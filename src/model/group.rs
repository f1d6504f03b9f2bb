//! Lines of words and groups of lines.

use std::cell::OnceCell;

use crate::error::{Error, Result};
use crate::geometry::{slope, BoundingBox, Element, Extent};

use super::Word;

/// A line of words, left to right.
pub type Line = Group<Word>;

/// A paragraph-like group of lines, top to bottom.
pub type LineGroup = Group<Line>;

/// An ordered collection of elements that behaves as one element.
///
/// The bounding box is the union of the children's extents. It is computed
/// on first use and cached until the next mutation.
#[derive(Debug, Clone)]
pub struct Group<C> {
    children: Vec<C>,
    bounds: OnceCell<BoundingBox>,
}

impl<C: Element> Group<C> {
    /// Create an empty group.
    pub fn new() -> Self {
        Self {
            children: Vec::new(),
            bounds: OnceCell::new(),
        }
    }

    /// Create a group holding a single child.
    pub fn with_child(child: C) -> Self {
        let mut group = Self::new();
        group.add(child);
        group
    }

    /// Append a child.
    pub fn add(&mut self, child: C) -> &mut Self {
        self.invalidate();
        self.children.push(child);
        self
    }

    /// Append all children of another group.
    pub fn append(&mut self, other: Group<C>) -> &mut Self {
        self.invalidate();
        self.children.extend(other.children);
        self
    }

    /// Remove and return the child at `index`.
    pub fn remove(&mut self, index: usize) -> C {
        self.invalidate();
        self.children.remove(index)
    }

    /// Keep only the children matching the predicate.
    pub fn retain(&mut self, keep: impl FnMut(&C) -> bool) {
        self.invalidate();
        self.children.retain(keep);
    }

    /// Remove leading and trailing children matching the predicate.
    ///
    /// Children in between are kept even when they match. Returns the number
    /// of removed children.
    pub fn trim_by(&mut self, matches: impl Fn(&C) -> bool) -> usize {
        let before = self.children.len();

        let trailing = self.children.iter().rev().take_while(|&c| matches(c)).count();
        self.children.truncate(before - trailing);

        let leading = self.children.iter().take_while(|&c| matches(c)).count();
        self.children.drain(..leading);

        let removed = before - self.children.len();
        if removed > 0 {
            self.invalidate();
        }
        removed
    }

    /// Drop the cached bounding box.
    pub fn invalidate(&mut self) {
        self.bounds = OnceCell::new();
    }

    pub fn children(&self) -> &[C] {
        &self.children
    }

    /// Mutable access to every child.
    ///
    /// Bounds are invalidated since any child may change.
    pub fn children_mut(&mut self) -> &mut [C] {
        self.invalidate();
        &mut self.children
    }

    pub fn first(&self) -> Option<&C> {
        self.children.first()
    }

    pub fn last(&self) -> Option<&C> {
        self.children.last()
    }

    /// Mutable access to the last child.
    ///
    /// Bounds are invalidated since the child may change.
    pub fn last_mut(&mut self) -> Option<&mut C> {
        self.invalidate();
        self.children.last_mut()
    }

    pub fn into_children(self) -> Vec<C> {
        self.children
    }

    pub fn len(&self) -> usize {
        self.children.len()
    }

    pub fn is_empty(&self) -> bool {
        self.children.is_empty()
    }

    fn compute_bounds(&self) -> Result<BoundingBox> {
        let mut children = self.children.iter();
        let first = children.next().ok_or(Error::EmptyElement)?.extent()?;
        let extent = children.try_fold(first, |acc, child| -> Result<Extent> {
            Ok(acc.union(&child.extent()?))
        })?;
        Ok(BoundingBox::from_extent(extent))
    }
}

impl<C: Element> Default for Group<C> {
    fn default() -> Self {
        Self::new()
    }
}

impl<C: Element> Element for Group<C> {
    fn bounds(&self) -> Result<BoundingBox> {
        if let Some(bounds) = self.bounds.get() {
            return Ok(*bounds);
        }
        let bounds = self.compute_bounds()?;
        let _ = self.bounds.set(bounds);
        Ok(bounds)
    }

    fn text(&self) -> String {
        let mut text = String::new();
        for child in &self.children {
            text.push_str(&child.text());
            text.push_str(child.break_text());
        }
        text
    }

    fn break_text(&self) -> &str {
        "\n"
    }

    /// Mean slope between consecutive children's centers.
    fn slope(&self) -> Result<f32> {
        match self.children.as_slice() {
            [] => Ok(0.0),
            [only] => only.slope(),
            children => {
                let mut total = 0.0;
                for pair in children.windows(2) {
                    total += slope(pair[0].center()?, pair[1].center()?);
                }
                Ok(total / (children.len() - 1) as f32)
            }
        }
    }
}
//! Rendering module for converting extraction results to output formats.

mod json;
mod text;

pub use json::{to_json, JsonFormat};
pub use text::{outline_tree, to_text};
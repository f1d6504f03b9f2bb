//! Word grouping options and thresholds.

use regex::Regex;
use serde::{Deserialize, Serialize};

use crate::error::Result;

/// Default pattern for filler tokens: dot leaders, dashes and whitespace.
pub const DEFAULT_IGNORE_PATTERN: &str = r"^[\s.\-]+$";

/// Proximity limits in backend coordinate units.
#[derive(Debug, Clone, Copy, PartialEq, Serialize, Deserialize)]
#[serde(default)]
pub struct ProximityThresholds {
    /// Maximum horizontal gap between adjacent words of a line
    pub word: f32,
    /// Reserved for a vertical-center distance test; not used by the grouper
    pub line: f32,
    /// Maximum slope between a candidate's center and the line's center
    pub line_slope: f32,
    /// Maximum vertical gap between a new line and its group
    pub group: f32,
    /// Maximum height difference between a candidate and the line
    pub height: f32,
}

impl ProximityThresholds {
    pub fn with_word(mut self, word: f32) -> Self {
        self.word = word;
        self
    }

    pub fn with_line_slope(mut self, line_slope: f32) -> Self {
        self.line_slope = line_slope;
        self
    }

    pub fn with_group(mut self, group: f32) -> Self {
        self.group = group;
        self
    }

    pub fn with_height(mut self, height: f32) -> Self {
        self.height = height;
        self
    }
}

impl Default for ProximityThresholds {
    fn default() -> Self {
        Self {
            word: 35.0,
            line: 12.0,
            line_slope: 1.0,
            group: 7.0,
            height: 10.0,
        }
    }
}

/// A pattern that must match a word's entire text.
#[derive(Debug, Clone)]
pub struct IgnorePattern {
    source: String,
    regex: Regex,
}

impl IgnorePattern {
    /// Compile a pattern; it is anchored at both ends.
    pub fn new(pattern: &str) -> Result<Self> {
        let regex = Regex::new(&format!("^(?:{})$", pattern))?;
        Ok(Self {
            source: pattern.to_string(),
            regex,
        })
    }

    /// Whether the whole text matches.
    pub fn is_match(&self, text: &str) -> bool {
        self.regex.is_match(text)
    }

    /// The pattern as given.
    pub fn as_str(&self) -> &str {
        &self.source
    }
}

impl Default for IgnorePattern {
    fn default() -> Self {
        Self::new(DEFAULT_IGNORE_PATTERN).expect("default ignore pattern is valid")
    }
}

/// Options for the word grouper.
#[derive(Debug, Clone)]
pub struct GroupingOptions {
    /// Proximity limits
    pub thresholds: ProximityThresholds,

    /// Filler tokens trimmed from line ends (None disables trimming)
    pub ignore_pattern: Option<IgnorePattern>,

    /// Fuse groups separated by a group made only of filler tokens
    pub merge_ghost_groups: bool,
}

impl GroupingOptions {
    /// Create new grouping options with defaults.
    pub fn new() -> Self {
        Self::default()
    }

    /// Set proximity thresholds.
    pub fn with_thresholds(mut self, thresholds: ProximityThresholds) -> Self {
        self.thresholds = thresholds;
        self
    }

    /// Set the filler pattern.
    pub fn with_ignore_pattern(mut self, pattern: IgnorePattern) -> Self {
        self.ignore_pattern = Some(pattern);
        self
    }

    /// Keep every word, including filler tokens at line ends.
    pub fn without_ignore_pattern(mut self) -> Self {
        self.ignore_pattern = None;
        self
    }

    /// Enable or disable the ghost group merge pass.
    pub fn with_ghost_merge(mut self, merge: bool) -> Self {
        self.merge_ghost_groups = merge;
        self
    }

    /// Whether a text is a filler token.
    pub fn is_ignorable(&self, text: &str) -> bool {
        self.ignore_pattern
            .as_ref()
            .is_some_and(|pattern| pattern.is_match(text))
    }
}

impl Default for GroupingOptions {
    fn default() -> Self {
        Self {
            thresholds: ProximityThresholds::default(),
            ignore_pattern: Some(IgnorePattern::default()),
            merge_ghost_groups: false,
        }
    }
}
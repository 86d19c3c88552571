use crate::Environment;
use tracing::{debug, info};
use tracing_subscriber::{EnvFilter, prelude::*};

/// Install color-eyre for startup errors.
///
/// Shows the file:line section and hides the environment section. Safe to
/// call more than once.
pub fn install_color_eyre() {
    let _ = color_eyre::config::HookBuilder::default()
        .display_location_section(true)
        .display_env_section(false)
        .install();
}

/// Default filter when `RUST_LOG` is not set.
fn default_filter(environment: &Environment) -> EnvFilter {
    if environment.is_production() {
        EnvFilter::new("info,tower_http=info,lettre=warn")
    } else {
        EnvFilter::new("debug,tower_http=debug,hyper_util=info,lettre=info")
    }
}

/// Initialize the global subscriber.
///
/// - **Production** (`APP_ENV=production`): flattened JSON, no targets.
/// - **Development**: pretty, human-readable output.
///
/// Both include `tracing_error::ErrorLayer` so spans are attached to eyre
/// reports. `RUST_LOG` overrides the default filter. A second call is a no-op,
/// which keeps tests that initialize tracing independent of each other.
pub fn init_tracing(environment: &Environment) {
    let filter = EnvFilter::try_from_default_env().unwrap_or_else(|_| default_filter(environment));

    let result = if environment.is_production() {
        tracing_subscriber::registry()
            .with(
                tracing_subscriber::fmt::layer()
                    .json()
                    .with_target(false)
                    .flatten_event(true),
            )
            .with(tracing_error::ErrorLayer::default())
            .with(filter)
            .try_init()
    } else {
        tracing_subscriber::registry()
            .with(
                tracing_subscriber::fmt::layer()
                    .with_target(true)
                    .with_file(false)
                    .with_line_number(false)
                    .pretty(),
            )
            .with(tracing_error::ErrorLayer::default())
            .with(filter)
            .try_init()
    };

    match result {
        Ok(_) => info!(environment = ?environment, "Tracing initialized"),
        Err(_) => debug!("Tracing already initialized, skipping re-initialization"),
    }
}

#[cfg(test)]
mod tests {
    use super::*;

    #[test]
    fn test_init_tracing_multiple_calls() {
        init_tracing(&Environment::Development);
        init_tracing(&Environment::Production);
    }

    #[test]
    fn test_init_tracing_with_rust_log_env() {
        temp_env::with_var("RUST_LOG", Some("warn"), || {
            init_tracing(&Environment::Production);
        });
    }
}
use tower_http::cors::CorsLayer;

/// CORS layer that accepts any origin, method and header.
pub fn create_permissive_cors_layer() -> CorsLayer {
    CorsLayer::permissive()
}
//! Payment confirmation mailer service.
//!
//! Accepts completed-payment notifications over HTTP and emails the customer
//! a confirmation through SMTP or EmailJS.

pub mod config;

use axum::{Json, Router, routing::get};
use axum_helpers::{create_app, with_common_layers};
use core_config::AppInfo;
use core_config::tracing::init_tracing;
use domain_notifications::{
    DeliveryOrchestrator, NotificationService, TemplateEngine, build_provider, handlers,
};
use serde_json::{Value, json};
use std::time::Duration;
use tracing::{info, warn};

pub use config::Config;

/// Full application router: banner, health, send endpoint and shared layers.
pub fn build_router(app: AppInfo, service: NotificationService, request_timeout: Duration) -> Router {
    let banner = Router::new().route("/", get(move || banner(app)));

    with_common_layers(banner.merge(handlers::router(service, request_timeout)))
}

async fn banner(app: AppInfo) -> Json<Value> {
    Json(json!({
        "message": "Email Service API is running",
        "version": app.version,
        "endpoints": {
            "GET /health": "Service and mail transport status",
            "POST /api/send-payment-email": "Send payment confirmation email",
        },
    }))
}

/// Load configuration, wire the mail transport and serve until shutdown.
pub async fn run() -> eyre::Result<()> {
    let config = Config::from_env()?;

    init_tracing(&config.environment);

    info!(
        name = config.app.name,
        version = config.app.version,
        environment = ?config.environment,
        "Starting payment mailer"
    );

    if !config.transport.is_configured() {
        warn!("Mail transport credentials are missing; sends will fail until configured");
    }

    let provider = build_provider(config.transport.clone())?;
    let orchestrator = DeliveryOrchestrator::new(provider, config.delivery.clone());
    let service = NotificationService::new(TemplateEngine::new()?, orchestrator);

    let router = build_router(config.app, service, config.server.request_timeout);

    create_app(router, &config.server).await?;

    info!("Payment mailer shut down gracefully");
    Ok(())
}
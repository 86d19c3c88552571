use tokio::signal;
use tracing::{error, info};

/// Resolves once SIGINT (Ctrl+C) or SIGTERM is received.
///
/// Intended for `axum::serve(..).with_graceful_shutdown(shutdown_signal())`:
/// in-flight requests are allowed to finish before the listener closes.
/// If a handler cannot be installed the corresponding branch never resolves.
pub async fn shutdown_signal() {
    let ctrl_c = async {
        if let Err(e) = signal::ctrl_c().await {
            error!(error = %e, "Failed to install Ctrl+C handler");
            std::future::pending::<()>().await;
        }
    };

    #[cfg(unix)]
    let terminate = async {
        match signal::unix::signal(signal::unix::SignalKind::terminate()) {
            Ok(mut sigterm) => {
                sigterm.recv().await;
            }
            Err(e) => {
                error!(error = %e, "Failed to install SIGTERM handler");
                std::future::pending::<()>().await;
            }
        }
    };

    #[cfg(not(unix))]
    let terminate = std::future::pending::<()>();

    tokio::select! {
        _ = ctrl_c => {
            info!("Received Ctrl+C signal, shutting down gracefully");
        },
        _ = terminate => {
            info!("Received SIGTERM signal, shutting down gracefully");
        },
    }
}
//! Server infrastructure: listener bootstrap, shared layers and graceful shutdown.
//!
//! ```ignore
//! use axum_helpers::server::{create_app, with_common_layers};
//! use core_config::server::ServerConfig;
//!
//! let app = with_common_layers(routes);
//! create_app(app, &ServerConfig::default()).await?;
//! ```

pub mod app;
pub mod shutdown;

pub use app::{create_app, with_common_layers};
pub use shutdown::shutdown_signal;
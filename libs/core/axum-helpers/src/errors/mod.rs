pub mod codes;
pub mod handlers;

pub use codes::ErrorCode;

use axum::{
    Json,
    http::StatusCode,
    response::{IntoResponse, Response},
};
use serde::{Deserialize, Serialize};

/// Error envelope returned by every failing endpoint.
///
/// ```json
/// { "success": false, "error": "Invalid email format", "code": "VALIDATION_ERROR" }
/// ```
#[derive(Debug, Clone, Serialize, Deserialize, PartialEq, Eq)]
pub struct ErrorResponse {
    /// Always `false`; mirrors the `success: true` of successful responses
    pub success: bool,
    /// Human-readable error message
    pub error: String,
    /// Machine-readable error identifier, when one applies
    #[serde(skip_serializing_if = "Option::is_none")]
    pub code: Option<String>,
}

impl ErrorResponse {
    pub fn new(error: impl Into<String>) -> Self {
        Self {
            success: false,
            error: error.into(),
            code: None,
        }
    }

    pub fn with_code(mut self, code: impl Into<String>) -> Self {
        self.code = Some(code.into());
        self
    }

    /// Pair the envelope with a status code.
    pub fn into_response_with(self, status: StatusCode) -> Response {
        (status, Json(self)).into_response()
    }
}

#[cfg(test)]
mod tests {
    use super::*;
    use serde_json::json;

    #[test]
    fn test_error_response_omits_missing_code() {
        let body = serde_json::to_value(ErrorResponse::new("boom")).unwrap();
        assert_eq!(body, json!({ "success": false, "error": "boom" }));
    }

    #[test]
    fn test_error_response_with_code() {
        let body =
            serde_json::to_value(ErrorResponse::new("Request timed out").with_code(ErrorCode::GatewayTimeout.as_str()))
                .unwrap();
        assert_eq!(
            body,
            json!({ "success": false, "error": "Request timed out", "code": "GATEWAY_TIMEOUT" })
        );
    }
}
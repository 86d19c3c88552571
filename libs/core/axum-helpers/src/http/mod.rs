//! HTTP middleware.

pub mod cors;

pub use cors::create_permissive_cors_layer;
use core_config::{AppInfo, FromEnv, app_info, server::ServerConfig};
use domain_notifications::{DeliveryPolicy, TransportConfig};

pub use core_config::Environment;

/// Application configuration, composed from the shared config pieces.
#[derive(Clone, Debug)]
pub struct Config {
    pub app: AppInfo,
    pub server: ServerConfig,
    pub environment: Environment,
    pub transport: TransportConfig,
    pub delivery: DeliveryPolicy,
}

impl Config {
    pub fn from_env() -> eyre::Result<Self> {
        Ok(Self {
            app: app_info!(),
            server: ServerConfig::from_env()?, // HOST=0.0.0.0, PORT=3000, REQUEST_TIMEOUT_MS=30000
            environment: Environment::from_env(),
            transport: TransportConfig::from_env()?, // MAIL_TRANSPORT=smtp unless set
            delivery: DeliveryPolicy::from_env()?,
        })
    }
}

....

## [Task goal]
Filter the lines above, keeping and copying those that contain "usize".

## [Answer to the exercise]
    pub fn remove(&mut self, index: usize) -> C {
    pub fn trim_by(&mut self, matches: impl Fn(&C) -> bool) -> usize {
    pub fn len(&self) -> usize {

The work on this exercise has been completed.